Architecture Overview
LynxDB is a columnar log analytics database written from scratch in Go. Every component -- the storage engine, query engine, indexing layer, and HTTP API -- is purpose-built for log search and aggregation workloads. There are no embedded third-party databases (no RocksDB, no SQLite, no Lucene). This page provides a high-level map of the system and explains how the pieces fit together.
System Diagram
┌─────────────────────────────┐
│ lynxdb CLI │
│ query · ingest · server │
│ status · mv · config │
└──────────────┬──────────────┘
│
┌────────────────────────┼────────────────────────┐
│ │ │
┌──────┴──────┐ ┌───────┴──────┐ ┌───────┴──────┐
│ Pipe Mode │ │ Server Mode │ │ Cluster Mode │
│ (ephemeral │ │ (persistent │ │ (distributed │
│ in-memory) │ │ single-node)│ │ multi-node) │
└─────────────┘ └──────┬───────┘ └──────┬───────┘
│ │
┌───────────────────────────┼───────────────────────┘
│
┌───────────┴───────────────────────────────────────────────┐
│ Storage Engine │
│ │
│ ┌──────────────┐ ┌───────────┐ ┌──────────┐ │
│ │ AsyncBatcher │→ │ Part │→ │ S3 Tier │ │
│ │ (per-index │ │ Writer │ │ (warm/ │ │
│ │ buffering) │ │ (.lsg) │ │ cold) │ │
│ └──────────────┘ └─────┬─────┘ └──────────┘ │
│ │ │
│ ┌────────────────────────────────┤ │
│ │ Indexes │ │
│ │ ┌────────┐ ┌──────────────┐ │ ┌─────────────────┐ │
│ │ │ Bloom │ │ Inverted │ │ │ Compaction │ │
│ │ │ Filter │ │ Index (FST │ │ │ L0 → L1 → L2 │ │
│ │ │ │ │ + roaring) │ │ │ │ │
│ │ └────────┘ └──────────────┘ │ └─────────────────┘ │
│ └────────────────────────────────┘ │
└───────────────────────────────────────────────────────────┘
│
┌───────────┴───────────────────────────────────────────────┐
│ Query Engine │
│ │
│ ┌─────────┐ ┌───────────┐ ┌──────────┐ ┌──────────┐ │
│ │ SPL2 │→ │ Optimizer │→ │ Pipeline │→ │ Output │ │
│ │ Parser │ │ (23 rules)│ │ (Volcano │ │ (JSON/ │ │
│ │ │ │ │ │ iterator)│ │ table/csv│ │
│ └─────────┘ └───────────┘ └──────────┘ └──────────┘ │
│ │ │
│ ┌─────────────┐ ┌───────────────┤ ┌─────────────────┐ │
│ │ Bytecode VM │ │ 18 Pipeline │ │ Segment Cache │ │
│ │ (60+ ops, │ │ Operators │ │ (TTL + LRU, │ │
│ │ 0 allocs) │ │ │ │ persistent) │ │
│ └─────────────┘ └───────────────┘ └─────────────────┘ │
└───────────────────────────────────────────────────────────┘
Three Execution Modes
LynxDB ships as a single static binary. The same binary runs in three modes depending on how you invoke it. Internally, all three modes share the same storage engine and query engine -- the difference is lifecycle and networking.
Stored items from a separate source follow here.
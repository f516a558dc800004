//! # ビジネスイベントログとエラーコンテキストの構造化ヘルパー
//!
//! `jq` で調査しやすいよう、ログフィールドの命名規約とヘルパーマクロを提供する。
//!
//! ## ビジネスイベント
//!
//! [`log_business_event!`] マクロで出力する。`event.kind = "business_event"` マーカーが
//! 自動付与され、`jq 'select(.["event.kind"] == "business_event")'` でフィルタできる。
//!
//! ## フィールド命名規約
//!
//! ドット記法（`event.category`、`error.kind`）を使用。JSON 出力でフラットなキーになる。

/// ビジネスイベントを構造化ログとして出力する。
///
/// `event.kind = "business_event"` マーカーを自動付与し、
/// `tracing::info!` レベルで出力する。呼び出し側クレートは `tracing` に依存している必要がある。
///
/// ## 必須フィールド（慣例）
///
/// - `event.category`: イベントカテゴリ（[`event::category`] の定数を使用）
/// - `event.action`: アクション名（[`event::action`] の定数を使用）
/// - `event.result`: 結果（[`event::result`] の定数を使用）
///
/// ## 推奨フィールド
///
/// - `event.entity_type`: エンティティ種別（[`event::entity_type`] の定数を使用）
/// - `event.entity_id`: エンティティ ID
#[macro_export]
macro_rules! log_business_event {
    ($($args:tt)*) => {
        ::tracing::info!(
            event.kind = "business_event",
            $($args)*
        )
    };
}

/// イベントフィールドの定数
pub mod event {
    /// イベントカテゴリ
    pub mod category {
        pub const BOOKING: &str = "booking";
        pub const CONTACT: &str = "contact";
        pub const NEWSLETTER: &str = "newsletter";
        pub const TESTIMONIAL: &str = "testimonial";
        pub const GALLERY: &str = "gallery";
        pub const NOTIFICATION: &str = "notification";
    }

    /// イベントアクション
    pub mod action {
        // 予約
        pub const BOOKING_CREATED: &str = "booking.created";
        pub const BOOKING_UPDATED: &str = "booking.updated";
        pub const BOOKING_CONFIRMED: &str = "booking.confirmed";

        // お問い合わせ
        pub const CONTACT_RECEIVED: &str = "contact.received";
        pub const CONTACT_MARKED_READ: &str = "contact.marked_read";

        // ニュースレター
        pub const SUBSCRIBED: &str = "newsletter.subscribed";
        pub const REACTIVATED: &str = "newsletter.reactivated";
        pub const UNSUBSCRIBED: &str = "newsletter.unsubscribed";

        // お客様の声・ギャラリー
        pub const TESTIMONIAL_SUBMITTED: &str = "testimonial.submitted";
        pub const GALLERY_IMAGE_REGISTERED: &str = "gallery.image_registered";
        pub const THUMBNAIL_GENERATED: &str = "gallery.thumbnail_generated";

        // 通知
        pub const NOTIFICATION_SCHEDULED: &str = "notification.scheduled";
        pub const NOTIFICATION_SENT: &str = "notification.sent";
        pub const NOTIFICATION_SKIPPED: &str = "notification.skipped";
        pub const NOTIFICATION_FAILED: &str = "notification.failed";
    }

    /// エンティティ種別
    pub mod entity_type {
        pub const BOOKING: &str = "booking";
        pub const CONTACT_MESSAGE: &str = "contact_message";
        pub const NEWSLETTER_SUBSCRIBER: &str = "newsletter_subscriber";
        pub const TESTIMONIAL: &str = "testimonial";
        pub const GALLERY_IMAGE: &str = "gallery_image";
    }

    /// イベント結果
    pub mod result {
        pub const SUCCESS: &str = "success";
        pub const FAILURE: &str = "failure";
    }
}

/// エラーコンテキストフィールドの定数
pub mod error {
    /// エラーカテゴリ
    pub mod category {
        /// インフラストラクチャ（DB）
        pub const INFRASTRUCTURE: &str = "infrastructure";
        /// 外部サービス呼び出し（メールプロバイダ）
        pub const EXTERNAL_SERVICE: &str = "external_service";
        /// バックグラウンドジョブ
        pub const BACKGROUND: &str = "background";
    }

    /// エラー種別
    pub mod kind {
        pub const DATABASE: &str = "database";
        pub const INTERNAL: &str = "internal";
        pub const DELIVERY: &str = "delivery";
        pub const TEMPLATE: &str = "template";
        pub const QUEUE_FULL: &str = "queue_full";
        pub const JOB_PANICKED: &str = "job_panicked";
        pub const JOB_TIMEOUT: &str = "job_timeout";
    }
}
Pipe Mode (Ephemeral, In-Memory)
cat app.log | lynxdb query '| where level="ERROR" | stats count by service'
lynxdb query --file '/var/log/nginx/*.log' '| where status>=500 | top 10 uri'
In pipe mode, LynxDB behaves like grep or awk. The binary:
- Creates an ephemeral in-memory storage engine (no data directory, no persisted parts).
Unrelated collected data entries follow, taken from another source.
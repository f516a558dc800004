//! 予約リクエストのユースケース
//!
//! 作成時は管理者への新規予約通知を、`confirmed` への進入時はお客様への
//! 確認メールをスケジュールする。

use std::{collections::HashMap, sync::Arc};

use chrono::NaiveDate;
use itertools::Itertools;
use nailbook_domain::{
    booking::{
        Booking,
        BookingId,
        BookingStatus,
        NewBooking,
        TimeSlot,
        TransitionPolicy,
        enters_confirmed,
        ensure_not_in_past,
        ensure_service_available,
    },
    clock::Clock,
    notification::{EntityReference, NotificationJob, TemplateName, TriggeringEvent},
    service::{Service, ServiceId},
    value_objects::{EmailAddress, PersonName, PhoneNumber},
};
use nailbook_infra::repository::{BookingRepository, ServiceRepository};
use nailbook_shared::{event_log::event, log_business_event};

use super::{FieldErrors, schedule_notification};
use crate::{error::ApiError, notification::NotificationScheduler};

/// 予約作成の入力
#[derive(Debug, Clone)]
pub struct CreateBookingInput {
    pub customer_name:  String,
    pub customer_email: String,
    pub customer_phone: String,
    pub service_id:     i64,
    pub preferred_date: NaiveDate,
    pub preferred_time: String,
    pub notes:          String,
}

/// 予約の部分更新の入力（`None` の項目は変更しない）
#[derive(Debug, Clone, Default)]
pub struct UpdateBookingInput {
    pub notes:          Option<String>,
    pub preferred_date: Option<NaiveDate>,
    pub preferred_time: Option<String>,
    pub status:         Option<BookingStatus>,
}

/// 予約と参照先メニュー
///
/// メニューが削除されている場合は `service` が `None` になる。
#[derive(Debug, Clone)]
pub struct BookingWithService {
    pub booking: Booking,
    pub service: Option<Service>,
}

/// 予約ユースケース
pub struct BookingUseCaseImpl {
    bookings:    Arc<dyn BookingRepository>,
    services:    Arc<dyn ServiceRepository>,
    scheduler:   Arc<dyn NotificationScheduler>,
    clock:       Arc<dyn Clock>,
    admin_email: Option<String>,
    policy:      TransitionPolicy,
}

impl BookingUseCaseImpl {
    pub fn new(
        bookings: Arc<dyn BookingRepository>,
        services: Arc<dyn ServiceRepository>,
        scheduler: Arc<dyn NotificationScheduler>,
        clock: Arc<dyn Clock>,
        admin_email: Option<String>,
        policy: TransitionPolicy,
    ) -> Self {
        Self {
            bookings,
            services,
            scheduler,
            clock,
            admin_email,
            policy,
        }
    }

    /// 予約リクエストを受け付ける
    ///
    /// 1. 入力値と業務ルール（過去日付でない、メニューが有効）を検証
    /// 2. `pending` で保存
    /// 3. 管理者への新規予約通知をスケジュール
    pub async fn create(&self, input: CreateBookingInput) -> Result<BookingWithService, ApiError> {
        let mut errors = FieldErrors::default();

        let customer_name = errors.check("customer_name", PersonName::new(input.customer_name));
        let customer_email =
            errors.check("customer_email", EmailAddress::new(input.customer_email));
        let customer_phone =
            errors.check("customer_phone", PhoneNumber::new(input.customer_phone));
        let preferred_time = errors.check("preferred_time", TimeSlot::parse(&input.preferred_time));
        errors.check(
            "preferred_date",
            ensure_not_in_past(input.preferred_date, self.clock.today()),
        );

        let service_id = ServiceId::new(input.service_id);
        let service = self.services.find_by_id(service_id).await?;
        errors.check(
            "service_id",
            ensure_service_available(service_id, service.as_ref()),
        );

        let (
            Some(customer_name),
            Some(customer_email),
            Some(customer_phone),
            Some(preferred_time),
            Some(service),
        ) = (
            customer_name,
            customer_email,
            customer_phone,
            preferred_time,
            service,
        )
        else {
            return Err(errors.into_error().into());
        };
        if !errors.is_empty() {
            return Err(errors.into_error().into());
        }

        let new_booking = NewBooking {
            customer_name,
            customer_email,
            customer_phone,
            service_id,
            preferred_date: input.preferred_date,
            preferred_time,
            notes: input.notes.trim().to_string(),
        };
        let booking = self.bookings.insert(&new_booking, self.clock.now()).await?;

        log_business_event!(
            event.category = event::category::BOOKING,
            event.action = event::action::BOOKING_CREATED,
            event.entity_type = event::entity_type::BOOKING,
            event.entity_id = %booking.id(),
            event.result = event::result::SUCCESS,
            booking.service_id = %service_id,
            booking.preferred_date = %booking.preferred_date(),
            booking.preferred_time = %booking.preferred_time(),
            "予約リクエストを受け付けました"
        );

        schedule_notification(
            self.scheduler.as_ref(),
            NotificationJob::new(
                EntityReference::Booking(booking.id()),
                TemplateName::BookingNotification,
                self.admin_email.iter().cloned().collect(),
                TriggeringEvent::BookingCreated,
            ),
        );

        Ok(BookingWithService {
            booking,
            service: Some(service),
        })
    }

    /// 予約一覧を新しい順に取得する
    pub async fn list(
        &self,
        status: Option<BookingStatus>,
    ) -> Result<Vec<BookingWithService>, ApiError> {
        let bookings = self.bookings.find_all(status).await?;

        let mut services = HashMap::new();
        for service_id in bookings.iter().map(Booking::service_id).unique() {
            if let Some(service) = self.services.find_by_id(service_id).await? {
                services.insert(service_id, service);
            }
        }

        Ok(bookings
            .into_iter()
            .map(|booking| {
                let service = services.get(&booking.service_id()).cloned();
                BookingWithService { booking, service }
            })
            .collect())
    }

    pub async fn get(&self, id: BookingId) -> Result<BookingWithService, ApiError> {
        let booking = self.find(id).await?;
        self.with_service(booking).await
    }

    /// 予約を部分更新する
    ///
    /// 希望日時を変更する場合も過去日付は受け付けない。ステータス変更は
    /// 遷移ポリシーに従い、`confirmed` への進入時のみ確認メールを送る。
    pub async fn update(
        &self,
        id: BookingId,
        input: UpdateBookingInput,
    ) -> Result<BookingWithService, ApiError> {
        let mut errors = FieldErrors::default();
        let preferred_time = match input.preferred_time.as_deref() {
            Some(value) => errors.check("preferred_time", TimeSlot::parse(value)),
            None => None,
        };
        if let Some(date) = input.preferred_date {
            errors.check("preferred_date", ensure_not_in_past(date, self.clock.today()));
        }
        if !errors.is_empty() {
            return Err(errors.into_error().into());
        }

        let mut booking = self.find(id).await?;
        let previous = booking.status();
        let now = self.clock.now();

        if input.preferred_date.is_some() || preferred_time.is_some() {
            let date = input.preferred_date.unwrap_or(booking.preferred_date());
            let time = preferred_time.unwrap_or(booking.preferred_time());
            booking = booking.rescheduled(date, time, now);
        }
        if let Some(notes) = input.notes {
            booking = booking.with_notes(notes.trim().to_string(), now);
        }
        if let Some(status) = input.status {
            booking = booking.with_status(status, self.policy, now)?;
        }

        self.save(&booking).await?;

        let status: &str = booking.status().into();
        log_business_event!(
            event.category = event::category::BOOKING,
            event.action = event::action::BOOKING_UPDATED,
            event.entity_type = event::entity_type::BOOKING,
            event.entity_id = %booking.id(),
            event.result = event::result::SUCCESS,
            booking.status = status,
            "予約を更新しました"
        );

        if enters_confirmed(previous, booking.status()) {
            self.notify_confirmed(&booking);
        }

        self.with_service(booking).await
    }

    /// 予約を確定する
    ///
    /// 既に `confirmed` の場合は成功扱いにするが、確認メールは再送しない。
    pub async fn confirm(&self, id: BookingId) -> Result<Booking, ApiError> {
        let booking = self.find(id).await?;
        let previous = booking.status();

        let booking = booking.with_status(BookingStatus::Confirmed, self.policy, self.clock.now())?;
        self.save(&booking).await?;

        if enters_confirmed(previous, booking.status()) {
            self.notify_confirmed(&booking);
        }

        Ok(booking)
    }

    fn notify_confirmed(&self, booking: &Booking) {
        log_business_event!(
            event.category = event::category::BOOKING,
            event.action = event::action::BOOKING_CONFIRMED,
            event.entity_type = event::entity_type::BOOKING,
            event.entity_id = %booking.id(),
            event.result = event::result::SUCCESS,
            "予約を確定しました"
        );

        schedule_notification(
            self.scheduler.as_ref(),
            NotificationJob::new(
                EntityReference::Booking(booking.id()),
                TemplateName::BookingConfirmation,
                vec![booking.customer_email().to_string()],
                TriggeringEvent::BookingConfirmed,
            ),
        );
    }

    async fn find(&self, id: BookingId) -> Result<Booking, ApiError> {
        self.bookings
            .find_by_id(id)
            .await?
            .ok_or_else(|| ApiError::not_found("Booking", id))
    }

    async fn save(&self, booking: &Booking) -> Result<(), ApiError> {
        if self.bookings.update(booking).await? {
            Ok(())
        } else {
            Err(ApiError::not_found("Booking", booking.id()))
        }
    }

    async fn with_service(&self, booking: Booking) -> Result<BookingWithService, ApiError> {
        let service = self.services.find_by_id(booking.service_id()).await?;
        Ok(BookingWithService { booking, service })
    }
}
- Ingests all data from stdin or the specified file(s).
- Runs the full SPL2 pipeline -- parser, optimizer, Volcano iterator, bytecode VM.
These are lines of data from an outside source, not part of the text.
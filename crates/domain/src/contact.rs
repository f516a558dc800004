//! # お問い合わせ（ContactMessage）
//!
//! Web サイトのお問い合わせフォームから送信されたメッセージ。
//! 受信時に管理者へ通知メールを送り、管理者が既読にする。

use chrono::{DateTime, Utc};
use serde::{Deserialize, Serialize};
use strum::{EnumString, IntoStaticStr};

use crate::value_objects::{EmailAddress, PersonName, PhoneNumber};

define_integer_id! {
    /// お問い合わせ ID
    pub struct ContactMessageId;
}

/// 件名の最大文字数（DB: `VARCHAR(200)`）
pub const MAX_SUBJECT_LENGTH: usize = 200;

define_validated_string! {
    /// お問い合わせ件名
    pub struct ContactSubject {
        label: "Subject",
        max_length: MAX_SUBJECT_LENGTH,
    }
}

/// お問い合わせ種別
#[derive(
    Debug,
    Clone,
    Copy,
    PartialEq,
    Eq,
    Default,
    Serialize,
    Deserialize,
    IntoStaticStr,
    EnumString,
    strum::Display,
)]
#[serde(rename_all = "snake_case")]
#[strum(serialize_all = "snake_case")]
pub enum SubjectType {
    #[default]
    General,
    Booking,
    Pricing,
    Complaint,
    Compliment,
    Other,
}

impl SubjectType {
    /// 管理者向けメールに載せる表示名
    pub fn label(&self) -> &'static str {
        match self {
            Self::General => "General Inquiry",
            Self::Booking => "Booking Question",
            Self::Pricing => "Pricing Information",
            Self::Complaint => "Complaint",
            Self::Compliment => "Compliment",
            Self::Other => "Other",
        }
    }
}

/// お問い合わせ作成時の入力
#[derive(Debug, Clone)]
pub struct NewContactMessage {
    pub name:         PersonName,
    pub email:        EmailAddress,
    pub phone:        Option<PhoneNumber>,
    pub subject_type: SubjectType,
    pub subject:      ContactSubject,
    pub message:      String,
}

/// お問い合わせ
#[derive(Debug, Clone)]
pub struct ContactMessage {
    pub id:           ContactMessageId,
    pub name:         PersonName,
    pub email:        EmailAddress,
    pub phone:        Option<PhoneNumber>,
    pub subject_type: SubjectType,
    pub subject:      ContactSubject,
    pub message:      String,
    pub is_read:      bool,
    pub created_at:   DateTime<Utc>,
    pub updated_at:   DateTime<Utc>,
}

impl ContactMessage {
    /// 既読にした新しいインスタンスを返す（既読済みでも updated_at は進める）
    pub fn marked_read(self, now: DateTime<Utc>) -> Self {
        Self {
            is_read: true,
            updated_at: now,
            ..self
        }
    }
}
- Prints results to stdout and exits.
There is no daemon, no config file, no network I/O. The entire SPL2 engine runs locally in-process. This mode is ideal for ad-hoc debugging, scripting, and integration with Unix pipelines.
Server Mode (Persistent, Single-Node)
lynxdb server --data-dir /var/lib/lynxdb
Server mode starts a long-running process that:
- Opens (or creates) a data directory with part files, caches, and metadata.
- Scans the data directory, removes stale temporary files, and rebuilds the in-memory part registry.
- Starts the HTTP API on port 3100 (configurable).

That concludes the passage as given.